//! Bounded retry loop for round-proof retrieval.
//!
//! A proof for (request, round) does not exist until the round finalizes,
//! and rounds finalize on an external cadence of seconds to tens of
//! seconds. Each attempt is therefore classified into an explicit outcome
//! and the loop retries only the two retryable classes; a permanent
//! rejection short-circuits immediately instead of burning the budget.

use crate::cancel::CancelToken;
use async_trait::async_trait;
use attestor_types::{AttestationError, EncodedRequest, Proof, Result, RoundId};
use std::sync::Arc;
use std::time::Duration;
use tracing::{debug, info, warn};

/// Classification of one data-availability query.
#[derive(Debug, Clone)]
pub enum PollOutcome {
	/// The round has not completed voting. Expected and retryable.
	NotYetFinalized,
	/// Proof returned; retrieval is done.
	Found(Proof),
	/// Network-layer failure. Retryable.
	Transient(String),
	/// The layer reports the round or request as invalid. Terminal.
	Permanent(String),
}

/// Transport seam for the data-availability layer.
#[async_trait]
pub trait ProofSource: Send + Sync {
	async fn query(&self, request: &EncodedRequest, round: RoundId) -> PollOutcome;
}

/// Ceiling on a single backoff delay; exponential growth saturates here
/// instead of overflowing `Duration`.
const MAX_BACKOFF_DELAY: Duration = Duration::from_secs(60 * 60);

/// Retry settings for one retrieval.
#[derive(Debug, Clone)]
pub struct RetryPolicy {
	/// Upper bound on queries issued; never exceeded.
	pub max_attempts: u32,
	pub delay: Duration,
	/// Optional exponential factor; absent means a fixed delay.
	pub backoff_multiplier: Option<f64>,
}

impl RetryPolicy {
	pub fn fixed(max_attempts: u32, delay: Duration) -> Self {
		Self {
			max_attempts,
			delay,
			backoff_multiplier: None,
		}
	}

	pub fn with_backoff(mut self, multiplier: f64) -> Self {
		self.backoff_multiplier = Some(multiplier);
		self
	}

	/// Delay to wait after `completed_attempts` attempts have run,
	/// saturating at [`MAX_BACKOFF_DELAY`].
	fn delay_after(&self, completed_attempts: u32) -> Duration {
		match self.backoff_multiplier {
			Some(multiplier) => {
				let factor = multiplier.powi(completed_attempts.saturating_sub(1) as i32);
				match Duration::try_from_secs_f64(self.delay.as_secs_f64() * factor) {
					Ok(delay) => delay.min(MAX_BACKOFF_DELAY),
					Err(_) => MAX_BACKOFF_DELAY,
				}
			}
			None => self.delay,
		}
	}
}

impl Default for RetryPolicy {
	fn default() -> Self {
		Self::fixed(10, Duration::from_secs(20))
	}
}

/// Polls the data-availability layer for a proof until the round
/// finalizes, the budget runs out, or the layer rejects the request.
///
/// Holds no shared mutable state; every call is an independent loop, so
/// concurrent retrievals never observe each other.
pub struct RoundProofRetriever {
	source: Arc<dyn ProofSource>,
}

impl RoundProofRetriever {
	pub fn new(source: Arc<dyn ProofSource>) -> Self {
		Self { source }
	}

	pub async fn retrieve(
		&self,
		request: &EncodedRequest,
		round: RoundId,
		policy: &RetryPolicy,
		cancel: &CancelToken,
	) -> Result<Proof> {
		for attempt in 1..=policy.max_attempts {
			if cancel.is_cancelled() {
				return Err(AttestationError::Cancelled);
			}

			match self.source.query(request, round).await {
				PollOutcome::Found(proof) => {
					info!(%round, attempt, "proof retrieved");
					return Ok(proof);
				}
				PollOutcome::NotYetFinalized => {
					debug!(%round, attempt, "round not yet finalized");
				}
				PollOutcome::Transient(reason) => {
					warn!(%round, attempt, %reason, "transient failure querying data-availability layer");
				}
				PollOutcome::Permanent(reason) => {
					warn!(%round, attempt, %reason, "data-availability layer rejected the request");
					return Err(AttestationError::ProofRetrievalRejected {
						round: round.0,
						reason,
					});
				}
			}

			if attempt < policy.max_attempts {
				if cancel.is_cancelled() {
					return Err(AttestationError::Cancelled);
				}
				let delay = policy.delay_after(attempt);
				tokio::select! {
					_ = cancel.cancelled() => return Err(AttestationError::Cancelled),
					_ = tokio::time::sleep(delay) => {}
				}
			}
		}

		Err(AttestationError::ProofRetrievalTimedOut {
			round: round.0,
			attempts: policy.max_attempts,
		})
	}
}

#[cfg(test)]
mod tests {
	use super::*;
	use crate::cancel::CancelHandle;
	use alloy_primitives::Bytes;
	use std::collections::VecDeque;
	use std::sync::atomic::{AtomicU32, Ordering};
	use std::sync::Mutex;

	fn sample_proof() -> Proof {
		Proof {
			merkle_path: Vec::new(),
			response_payload: Bytes::from(vec![0u8; 32]),
		}
	}

	fn encoded() -> EncodedRequest {
		EncodedRequest::from_hex("0xdeadbeef").unwrap()
	}

	fn fast_policy(max_attempts: u32) -> RetryPolicy {
		RetryPolicy::fixed(max_attempts, Duration::from_millis(2))
	}

	/// Replays a scripted outcome sequence and counts queries. Optionally
	/// fires a cancel handle as a side effect of the first query, which
	/// pins the cancellation between attempt 1 and attempt 2.
	struct ScriptedSource {
		outcomes: Mutex<VecDeque<PollOutcome>>,
		queries: AtomicU32,
		cancel_on_first_query: Option<CancelHandle>,
	}

	impl ScriptedSource {
		fn new(outcomes: Vec<PollOutcome>) -> Self {
			Self {
				outcomes: Mutex::new(outcomes.into()),
				queries: AtomicU32::new(0),
				cancel_on_first_query: None,
			}
		}

		fn queries(&self) -> u32 {
			self.queries.load(Ordering::SeqCst)
		}
	}

	#[async_trait]
	impl ProofSource for ScriptedSource {
		async fn query(&self, _request: &EncodedRequest, _round: RoundId) -> PollOutcome {
			let count = self.queries.fetch_add(1, Ordering::SeqCst);
			if count == 0 {
				if let Some(handle) = &self.cancel_on_first_query {
					handle.cancel();
				}
			}
			self.outcomes
				.lock()
				.unwrap()
				.pop_front()
				.unwrap_or(PollOutcome::NotYetFinalized)
		}
	}

	#[tokio::test]
	async fn test_found_on_third_attempt() {
		let source = Arc::new(ScriptedSource::new(vec![
			PollOutcome::NotYetFinalized,
			PollOutcome::NotYetFinalized,
			PollOutcome::Found(sample_proof()),
		]));
		let retriever = RoundProofRetriever::new(source.clone());

		let proof = retriever
			.retrieve(&encoded(), RoundId(7), &fast_policy(3), &CancelToken::never())
			.await
			.unwrap();

		assert_eq!(proof, sample_proof());
		assert_eq!(source.queries(), 3);
	}

	#[tokio::test]
	async fn test_times_out_after_exact_budget() {
		let source = Arc::new(ScriptedSource::new(vec![]));
		let retriever = RoundProofRetriever::new(source.clone());

		let err = retriever
			.retrieve(&encoded(), RoundId(7), &fast_policy(4), &CancelToken::never())
			.await
			.unwrap_err();

		assert!(matches!(
			err,
			AttestationError::ProofRetrievalTimedOut {
				round: 7,
				attempts: 4
			}
		));
		// Exactly the budget, never budget + 1.
		assert_eq!(source.queries(), 4);
	}

	#[tokio::test]
	async fn test_transient_failures_are_retried() {
		let source = Arc::new(ScriptedSource::new(vec![
			PollOutcome::Transient("gateway timeout".to_string()),
			PollOutcome::NotYetFinalized,
			PollOutcome::Found(sample_proof()),
		]));
		let retriever = RoundProofRetriever::new(source.clone());

		let proof = retriever
			.retrieve(&encoded(), RoundId(9), &fast_policy(5), &CancelToken::never())
			.await
			.unwrap();
		assert_eq!(proof, sample_proof());
		assert_eq!(source.queries(), 3);
	}

	#[tokio::test]
	async fn test_permanent_failure_short_circuits() {
		let source = Arc::new(ScriptedSource::new(vec![PollOutcome::Permanent(
			"unknown round".to_string(),
		)]));
		let retriever = RoundProofRetriever::new(source.clone());

		let err = retriever
			.retrieve(
				&encoded(),
				RoundId(11),
				&fast_policy(10),
				&CancelToken::never(),
			)
			.await
			.unwrap_err();

		assert!(matches!(
			err,
			AttestationError::ProofRetrievalRejected { round: 11, .. }
		));
		assert_eq!(source.queries(), 1);
	}

	#[tokio::test]
	async fn test_cancel_between_attempts() {
		let handle = CancelHandle::new();
		let token = handle.token();
		let mut source = ScriptedSource::new(vec![
			PollOutcome::NotYetFinalized,
			PollOutcome::Found(sample_proof()),
		]);
		source.cancel_on_first_query = Some(handle);
		let source = Arc::new(source);
		let retriever = RoundProofRetriever::new(source.clone());

		let err = retriever
			.retrieve(&encoded(), RoundId(3), &fast_policy(5), &token)
			.await
			.unwrap_err();

		assert!(matches!(err, AttestationError::Cancelled));
		// Attempt 2 never ran.
		assert_eq!(source.queries(), 1);
	}

	#[tokio::test]
	async fn test_cancelled_before_start() {
		let handle = CancelHandle::new();
		let token = handle.token();
		handle.cancel();

		let source = Arc::new(ScriptedSource::new(vec![PollOutcome::Found(
			sample_proof(),
		)]));
		let retriever = RoundProofRetriever::new(source.clone());

		let err = retriever
			.retrieve(&encoded(), RoundId(3), &fast_policy(5), &token)
			.await
			.unwrap_err();
		assert!(matches!(err, AttestationError::Cancelled));
		assert_eq!(source.queries(), 0);
	}

	#[test]
	fn test_fixed_delay_schedule() {
		let policy = RetryPolicy::fixed(5, Duration::from_millis(100));
		assert_eq!(policy.delay_after(1), Duration::from_millis(100));
		assert_eq!(policy.delay_after(4), Duration::from_millis(100));
	}

	#[test]
	fn test_backoff_delay_schedule() {
		let policy = RetryPolicy::fixed(5, Duration::from_millis(100)).with_backoff(2.0);
		assert_eq!(policy.delay_after(1), Duration::from_millis(100));
		assert_eq!(policy.delay_after(2), Duration::from_millis(200));
		assert_eq!(policy.delay_after(3), Duration::from_millis(400));
	}

	#[test]
	fn test_backoff_delay_saturates() {
		// Growth past the ceiling clamps instead of overflowing.
		let policy = RetryPolicy::fixed(5, Duration::from_millis(1)).with_backoff(1e300);
		assert_eq!(policy.delay_after(2), MAX_BACKOFF_DELAY);

		let policy = RetryPolicy::fixed(40, Duration::from_secs(20)).with_backoff(2.0);
		assert_eq!(policy.delay_after(30), MAX_BACKOFF_DELAY);
	}

	#[tokio::test(start_paused = true)]
	async fn test_oversized_backoff_exhausts_budget_without_panicking() {
		let source = Arc::new(ScriptedSource::new(vec![]));
		let retriever = RoundProofRetriever::new(source.clone());
		let policy = RetryPolicy::fixed(3, Duration::from_millis(1)).with_backoff(1e300);

		let err = retriever
			.retrieve(&encoded(), RoundId(5), &policy, &CancelToken::never())
			.await
			.unwrap_err();

		assert!(matches!(
			err,
			AttestationError::ProofRetrievalTimedOut {
				round: 5,
				attempts: 3
			}
		));
		assert_eq!(source.queries(), 3);
	}

	#[tokio::test(start_paused = true)]
	async fn test_waits_fixed_delay_between_attempts() {
		let source = Arc::new(ScriptedSource::new(vec![
			PollOutcome::NotYetFinalized,
			PollOutcome::NotYetFinalized,
			PollOutcome::Found(sample_proof()),
		]));
		let retriever = RoundProofRetriever::new(source.clone());
		let policy = RetryPolicy::fixed(3, Duration::from_secs(5));

		let started = tokio::time::Instant::now();
		retriever
			.retrieve(&encoded(), RoundId(7), &policy, &CancelToken::never())
			.await
			.unwrap();

		// Two delays of 5s each; no delay after the final attempt.
		assert_eq!(started.elapsed(), Duration::from_secs(10));
	}

	#[tokio::test(start_paused = true)]
	async fn test_waits_backoff_schedule_between_attempts() {
		let source = Arc::new(ScriptedSource::new(vec![
			PollOutcome::NotYetFinalized,
			PollOutcome::NotYetFinalized,
			PollOutcome::Found(sample_proof()),
		]));
		let retriever = RoundProofRetriever::new(source.clone());
		let policy = RetryPolicy::fixed(3, Duration::from_secs(5)).with_backoff(2.0);

		let started = tokio::time::Instant::now();
		retriever
			.retrieve(&encoded(), RoundId(7), &policy, &CancelToken::never())
			.await
			.unwrap();

		// 5s after attempt 1, 10s after attempt 2.
		assert_eq!(started.elapsed(), Duration::from_secs(15));
	}
}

Task to carry out: Copy out the range of lines above starting at the line with "for one retrieval." and ending at the line with "a fixed delay.", exactly and including both.

Response area:
/// Retry settings for one retrieval.
#[derive(Debug, Clone)]
pub struct RetryPolicy {
	/// Upper bound on queries issued; never exceeded.
	pub max_attempts: u32,
	pub delay: Duration,
	/// Optional exponential factor; absent means a fixed delay.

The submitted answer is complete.